■ Prompt: Set down each line of the listing exactly as it reads.

════════════════════

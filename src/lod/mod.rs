mod controller;

pub use controller::{LodController, LodError};

use std::fmt;
use std::str::FromStr;

/// Discrete level of detail, ordered from most to least detailed.
///
/// The derived `Ord` is the load priority: `Lod1` is fetched first.
#[derive(
    Debug, Clone, Copy, PartialEq, Eq, PartialOrd, Ord, Hash, serde::Serialize, serde::Deserialize,
)]
#[serde(rename_all = "lowercase")]
pub enum LodKey {
    Lod1,
    Lod2,
    Lod3,
    Lod4,
}

impl LodKey {
    pub const ALL: [LodKey; 4] = [LodKey::Lod1, LodKey::Lod2, LodKey::Lod3, LodKey::Lod4];

    pub fn as_str(self) -> &'static str {
        match self {
            LodKey::Lod1 => "lod1",
            LodKey::Lod2 => "lod2",
            LodKey::Lod3 => "lod3",
            LodKey::Lod4 => "lod4",
        }
    }
}

impl fmt::Display for LodKey {
    fn fmt(&self, f: &mut fmt::Formatter<'_>) -> fmt::Result {
        f.write_str(self.as_str())
    }
}

#[derive(Debug, thiserror::Error)]
#[error("unknown LOD key '{0}' (expected lod1..lod4)")]
pub struct ParseLodKeyError(String);

impl FromStr for LodKey {
    type Err = ParseLodKeyError;

    fn from_str(value: &str) -> Result<Self, Self::Err> {
        let trimmed = value.trim();
        LodKey::ALL
            .into_iter()
            .find(|key| key.as_str().eq_ignore_ascii_case(trimmed))
            .ok_or_else(|| ParseLodKeyError(trimmed.to_string()))
    }
}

════════════════════

■ Completed task:
filename src/lod/mod.rs
mod controller;

pub use controller::{LodController, LodError};

use std::fmt;
use std::str::FromStr;

/// Discrete level of detail, ordered from most to least detailed.
///
/// The derived `Ord` is the load priority: `Lod1` is fetched first.
#[derive(
    Debug, Clone, Copy, PartialEq, Eq, PartialOrd, Ord, Hash, serde::Serialize, serde::Deserialize,
)]
#[serde(rename_all = "lowercase")]
pub enum LodKey {
    Lod1,
    Lod2,
    Lod3,
    Lod4,
}

impl LodKey {
    pub const ALL: [LodKey; 4] = [LodKey::Lod1, LodKey::Lod2, LodKey::Lod3, LodKey::Lod4];

    pub fn as_str(self) -> &'static str {
        match self {
            LodKey::Lod1 => "lod1",
            LodKey::Lod2 => "lod2",
            LodKey::Lod3 => "lod3",
            LodKey::Lod4 => "lod4",
        }
    }
}

impl fmt::Display for LodKey {
    fn fmt(&self, f: &mut fmt::Formatter<'_>) -> fmt::Result {
        f.write_str(self.as_str())
    }
}

#[derive(Debug, thiserror::Error)]
#[error("unknown LOD key '{0}' (expected lod1..lod4)")]
pub struct ParseLodKeyError(String);

impl FromStr for LodKey {
    type Err = ParseLodKeyError;

    fn from_str(value: &str) -> Result<Self, Self::Err> {
        let trimmed = value.trim();
        LodKey::ALL
            .into_iter()
            .find(|key| key.as_str().eq_ignore_ascii_case(trimmed))
            .ok_or_else(|| ParseLodKeyError(trimmed.to_string()))
    }
}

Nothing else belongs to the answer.